Alexis Landau has 2 audiobooks on Listento.it, narrated by 4 narrators, with an average listener rating of 5★ across 3 ratings. The most-rated is Those Who Are Saved.

In the spirit of We Were the Lucky Ones and We Must Be Brave, a heartbreaking World War II novel of one mother's impossible choice and her search for her daughter against the odds. As a Russian Jewish émigré to France, Vera's wealth cannot protect her or her four-year-old-daughter, Lucie, once the Nazis occupy the country. After receiving notice that all foreigners must report to an internment camp, Vera has just a few hours to make an impossible choice: Does she subject Lucie to the horrid conditions of the camp, or does she put her into hiding with her beloved and trusted governess, safe until Vera can retrieve her? Believing the war will end soon, Vera chooses to leave Lucie in safety. She cannot know that she and her husband will have an opportunity to escape, to flee to America. She cannot know that Lucie's governess will have fled with Lucie to family in rural France, too far to reach in time. And so begins a heartbreaking journey and separation, a war and a continent apart. Vera's marriage will falter under the surreal sun of California. Her ability to write - once her passion - will disappear. But Vera's love for Lucie, her faith that her daughter lives, will only grow. As Vera's determination to return to France and find Lucie crystalizes, she meets Sasha, a man on his own search for meaning. She is stronger with Sasha than she is alone. Together they will journey to Lucie. They will find her fate.
©2021 Alexis Landau (P)2021 Penguin Audio

A sweeping, gorgeously written debut novel of duty to family and country, passion, and blood ties unraveling in the charged political climate of Berlin between the wars.
"Empire of the Senses is lush, smart, sexy, affecting, interesting, beautifully researched and well made. Spending time in the world of this novel is an absolute pleasure" (Aimee Bender).

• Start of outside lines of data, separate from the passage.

use criterion::{black_box, criterion_group, criterion_main, BenchmarkId, Criterion};
use modelops::metrics::sequence::ratio;
use modelops::metrics::{evaluate, AutogenMetric, MetricKind};
use modelops::schema::{Outputs, Targets};
use rand::prelude::*;
use std::collections::BTreeMap;

const WORDS: &[&str] = &[
    "model", "registry", "alias", "champion", "version", "prompt", "response", "metric",
    "threshold", "signature", "bundle", "run",
];

fn sentence(rng: &mut StdRng, words: usize) -> String {
    (0..words)
        .map(|_| *WORDS.choose(rng).unwrap_or(&"model"))
        .collect::<Vec<_>>()
        .join(" ")
}

fn create_pairs(n_rows: usize, words: usize) -> (Targets, Outputs) {
    let mut rng = StdRng::seed_from_u64(42);
    let truth: Vec<String> = (0..n_rows).map(|_| sentence(&mut rng, words)).collect();
    let predicted: Vec<String> = truth
        .iter()
        .map(|t| {
            if rng.gen_bool(0.5) {
                t.clone()
            } else {
                sentence(&mut rng, words)
            }
        })
        .collect();
    (
        Targets::from_pairs(truth.iter().map(|t| ("q", t.as_str()))),
        Outputs::from_responses(predicted),
    )
}

fn bench_ratio(c: &mut Criterion) {
    let mut group = c.benchmark_group("sequence_ratio");
    let mut rng = StdRng::seed_from_u64(7);

    for words in [8, 32, 128].iter() {
        let a = sentence(&mut rng, *words);
        let b = sentence(&mut rng, *words);
        group.bench_with_input(BenchmarkId::new("words", words), &(a, b), |bench, (a, b)| {
            bench.iter(|| ratio(black_box(a), black_box(b)))
        });
    }

    group.finish();
}

fn bench_evaluate(c: &mut Criterion) {
    let mut group = c.benchmark_group("evaluate");
    group.sample_size(20);

    let metrics = vec![
        MetricKind::AutogenMetric(AutogenMetric::new("exact", "exact_match")),
        MetricKind::AutogenMetric(AutogenMetric::new("similar", "similarity")),
        MetricKind::AutogenMetric(AutogenMetric::new("length", "length_ratio")),
    ];

    for n_rows in [100, 1000].iter() {
        let (targets, outputs) = create_pairs(*n_rows, 16);
        group.bench_with_input(
            BenchmarkId::new("rows", n_rows),
            &(targets, outputs),
            |bench, (targets, outputs)| {
                bench.iter(|| {
                    evaluate(&metrics, &BTreeMap::new(), black_box(targets), black_box(outputs))
                        .unwrap()
                })
            },
        );
    }

    group.finish();
}

criterion_group!(benches, bench_ratio, bench_evaluate);
criterion_main!(benches);
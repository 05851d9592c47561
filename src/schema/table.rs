//! Columnar table used at every schema boundary
//!
//! A [`Table`] is an ordered list of named, equal-length columns whose cells are
//! JSON values, so nested records (`metadata`) and sequences (`messages`) live
//! next to plain strings and floats.
//!
//! Cells stay JSON-typed because schema coercion runs per cell and record
//! columns carry nested fields. Polars frames are only built at the file
//! boundary (see [`crate::data::to_frame`] and [`crate::data::from_frame`]).

use serde::{Deserialize, Serialize};
use serde_json::{Map, Value};

use crate::error::{ModelOpsError, Result};

/// A single named column
#[derive(Debug, Clone, PartialEq, Serialize, Deserialize)]
pub struct Column {
    pub name: String,
    pub values: Vec<Value>,
}

impl Column {
    /// Create a new column
    pub fn new(name: impl Into<String>, values: Vec<Value>) -> Self {
        Self {
            name: name.into(),
            values,
        }
    }

    /// Create a string column
    pub fn from_strings<I, S>(name: impl Into<String>, values: I) -> Self
    where
        I: IntoIterator<Item = S>,
        S: Into<String>,
    {
        Self::new(
            name,
            values.into_iter().map(|s| Value::String(s.into())).collect(),
        )
    }

    pub fn len(&self) -> usize {
        self.values.len()
    }

    pub fn is_empty(&self) -> bool {
        self.values.is_empty()
    }

    /// Number of null cells
    pub fn null_count(&self) -> usize {
        self.values.iter().filter(|v| v.is_null()).count()
    }
}

/// Ordered collection of named, equal-length columns
#[derive(Debug, Clone, Default, PartialEq, Serialize, Deserialize)]
pub struct Table {
    columns: Vec<Column>,
}

impl Table {
    /// Create an empty table
    pub fn new() -> Self {
        Self::default()
    }

    /// Build a table from columns, checking names and lengths
    pub fn from_columns(columns: Vec<Column>) -> Result<Self> {
        let mut table = Self::new();
        for column in columns {
            table.push_column(column)?;
        }
        Ok(table)
    }

    /// Build a table from row records; columns appear in first-seen order and
    /// keys missing from a row become nulls
    pub fn from_records(records: &[Map<String, Value>]) -> Self {
        let mut names: Vec<String> = Vec::new();
        for record in records {
            for key in record.keys() {
                if !names.iter().any(|n| n == key) {
                    names.push(key.clone());
                }
            }
        }

        let columns = names
            .into_iter()
            .map(|name| {
                let values = records
                    .iter()
                    .map(|r| r.get(&name).cloned().unwrap_or(Value::Null))
                    .collect();
                Column { name, values }
            })
            .collect();

        Self { columns }
    }

    /// Build a table from a JSON object of columns (`{"col": [..]}`)
    pub fn from_json_columns(object: &Map<String, Value>) -> Result<Self> {
        let mut columns = Vec::with_capacity(object.len());
        for (name, values) in object {
            let values = match values {
                Value::Array(items) => items.clone(),
                other => {
                    return Err(ModelOpsError::DataError(format!(
                        "Column '{}' must be an array, got {}",
                        name,
                        json_type_name(other)
                    )))
                }
            };
            columns.push(Column::new(name.clone(), values));
        }
        Self::from_columns(columns)
    }

    /// Convert to a JSON object of columns
    pub fn to_json_columns(&self) -> Map<String, Value> {
        self.columns
            .iter()
            .map(|c| (c.name.clone(), Value::Array(c.values.clone())))
            .collect()
    }

    /// Append a column
    pub fn push_column(&mut self, column: Column) -> Result<()> {
        if self.column(&column.name).is_some() {
            return Err(ModelOpsError::DataError(format!(
                "Duplicate column: {}",
                column.name
            )));
        }
        if let Some(first) = self.columns.first() {
            if first.len() != column.len() {
                return Err(ModelOpsError::DataError(format!(
                    "Column '{}' has {} rows, expected {}",
                    column.name,
                    column.len(),
                    first.len()
                )));
            }
        }
        self.columns.push(column);
        Ok(())
    }

    /// Builder variant of [`Table::push_column`]
    pub fn with_column(mut self, column: Column) -> Result<Self> {
        self.push_column(column)?;
        Ok(self)
    }

    /// Number of rows
    pub fn height(&self) -> usize {
        self.columns.first().map(|c| c.len()).unwrap_or(0)
    }

    /// Number of columns
    pub fn width(&self) -> usize {
        self.columns.len()
    }

    pub fn is_empty(&self) -> bool {
        self.height() == 0
    }

    pub fn columns(&self) -> &[Column] {
        &self.columns
    }

    pub fn into_columns(self) -> Vec<Column> {
        self.columns
    }

    pub fn column_names(&self) -> Vec<&str> {
        self.columns.iter().map(|c| c.name.as_str()).collect()
    }

    pub fn column(&self, name: &str) -> Option<&Column> {
        self.columns.iter().find(|c| c.name == name)
    }

    /// Borrow a column as strings; nulls and non-strings are errors
    pub fn strings(&self, name: &str) -> Result<Vec<&str>> {
        let column = self
            .column(name)
            .ok_or_else(|| ModelOpsError::DataError(format!("Column not found: {}", name)))?;
        column
            .values
            .iter()
            .enumerate()
            .map(|(i, v)| {
                v.as_str().ok_or_else(|| {
                    ModelOpsError::DataError(format!(
                        "Column '{}' row {} is {}, expected string",
                        name,
                        i,
                        json_type_name(v)
                    ))
                })
            })
            .collect()
    }

    /// Row `i` as a record
    pub fn row(&self, i: usize) -> Option<Map<String, Value>> {
        if i >= self.height() {
            return None;
        }
        Some(
            self.columns
                .iter()
                .map(|c| (c.name.clone(), c.values[i].clone()))
                .collect(),
        )
    }

    /// All rows as records
    pub fn to_records(&self) -> Vec<Map<String, Value>> {
        (0..self.height()).filter_map(|i| self.row(i)).collect()
    }

    /// Select rows by index, in the given order
    pub fn take(&self, indices: &[usize]) -> Result<Self> {
        let height = self.height();
        if let Some(bad) = indices.iter().find(|&&i| i >= height) {
            return Err(ModelOpsError::DataError(format!(
                "Row index {} out of bounds for {} rows",
                bad, height
            )));
        }
        let columns = self
            .columns
            .iter()
            .map(|c| Column {
                name: c.name.clone(),
                values: indices.iter().map(|&i| c.values[i].clone()).collect(),
            })
            .collect();
        Ok(Self { columns })
    }

    /// First `n` rows
    pub fn head(&self, n: usize) -> Self {
        let n = n.min(self.height());
        let columns = self
            .columns
            .iter()
            .map(|c| Column {
                name: c.name.clone(),
                values: c.values[..n].to_vec(),
            })
            .collect();
        Self { columns }
    }

    /// Concatenate the columns of two tables with the same height; columns of
    /// `other` whose names already exist are prefixed with `prefix`
    pub fn hstack(&self, other: &Table, prefix: &str) -> Result<Self> {
        if !self.columns.is_empty() && !other.columns.is_empty() && self.height() != other.height()
        {
            return Err(ModelOpsError::Misaligned {
                left: self.height(),
                right: other.height(),
            });
        }
        let mut out = self.clone();
        for column in &other.columns {
            let name = if out.column(&column.name).is_some() {
                format!("{}{}", prefix, column.name)
            } else {
                column.name.clone()
            };
            out.push_column(Column::new(name, column.values.clone()))?;
        }
        Ok(out)
    }
}

/// Human-readable JSON type name used in error messages and signatures
pub fn json_type_name(value: &Value) -> &'static str {
    match value {
        Value::Null => "null",
        Value::Bool(_) => "bool",
        Value::Number(n) if n.is_f64() => "float",
        Value::Number(_) => "int",
        Value::String(_) => "string",
        Value::Array(_) => "list",
        Value::Object(_) => "record",
    }
}

#[cfg(test)]
mod tests {
    use super::*;
    use serde_json::json;

    fn sample() -> Table {
        Table::from_columns(vec![
            Column::from_strings("input", ["a", "b", "c"]),
            Column::new("score", vec![json!(1.0), json!(2.0), Value::Null]),
        ])
        .unwrap()
    }

    #[test]
    fn test_shape() {
        let table = sample();
        assert_eq!(table.height(), 3);
        assert_eq!(table.width(), 2);
        assert_eq!(table.column_names(), vec!["input", "score"]);
        assert_eq!(table.column("score").unwrap().null_count(), 1);
    }

    #[test]
    fn test_rejects_ragged_columns() {
        let result = Table::from_columns(vec![
            Column::from_strings("a", ["x", "y"]),
            Column::from_strings("b", ["x"]),
        ]);
        assert!(result.is_err());
    }

    #[test]
    fn test_rejects_duplicate_columns() {
        let result = Table::from_columns(vec![
            Column::from_strings("a", ["x"]),
            Column::from_strings("a", ["y"]),
        ]);
        assert!(result.is_err());
    }

    #[test]
    fn test_records_fill_missing_keys() {
        let records = vec![
            json!({"input": "a", "extra": 1}).as_object().unwrap().clone(),
            json!({"input": "b"}).as_object().unwrap().clone(),
        ];
        let table = Table::from_records(&records);
        assert_eq!(table.height(), 2);
        assert_eq!(table.column("extra").unwrap().values[1], Value::Null);
        assert_eq!(table.to_records()[0]["input"], json!("a"));
    }

    #[test]
    fn test_take_and_head() {
        let table = sample();
        let picked = table.take(&[2, 0]).unwrap();
        assert_eq!(picked.strings("input").unwrap(), vec!["c", "a"]);
        assert!(table.take(&[5]).is_err());
        assert_eq!(table.head(2).height(), 2);
        assert_eq!(table.head(10).height(), 3);
    }

    #[test]
    fn test_hstack_prefixes_duplicates() {
        let left = Table::from_columns(vec![Column::from_strings("input", ["a"])]).unwrap();
        let right = Table::from_columns(vec![
            Column::from_strings("input", ["a"]),
            Column::from_strings("response", ["b"]),
        ])
        .unwrap();
        let both = left.hstack(&right, "target_").unwrap();
        assert_eq!(both.column_names(), vec!["input", "target_input", "response"]);
    }

    #[test]
    fn test_json_columns() {
        let object = json!({"input": ["x", "y"]});
        let table = Table::from_json_columns(object.as_object().unwrap()).unwrap();
        assert_eq!(table.height(), 2);
        assert_eq!(table.to_json_columns()["input"], json!(["x", "y"]));

        let bad = json!({"input": "x"});
        assert!(Table::from_json_columns(bad.as_object().unwrap()).is_err());
    }
}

Lev Perlmutter, an assimilated, cultured German Jew, enlists to fight in World War I, leaving behind his gentile wife, Josephine, and their children, Franz and Vicki. Moving between Lev's and Josephine's viewpoints, part one of the novel focuses on Lev's experiences on the Eastern Front - both in war and in love - which render his life at home a pale aftermath by comparison. Part two picks up in Berlin in 1927-1928: the Perlmutter children, now young adults, grapple with their own questions - Franz drawn into the brown shirt movement, struggling with his unexpressed homosexuality; Vicki seduced by jazz, bobbed hair, and falling in love with a young man who wants to take her to Palestine.
Unlike most historical novels of this kind, The Empire of the Senses is not about the Holocaust but rather about the brew that led to it and about why it was unimaginable to ordinary people like Lev and his wife. Plotted with meticulous precision and populated by characters who feel and dream to the fullest, it holds us rapt as the tides of cultural loss and ethnic hatred come to coexist with those of love, passion, and the power of the human spirit.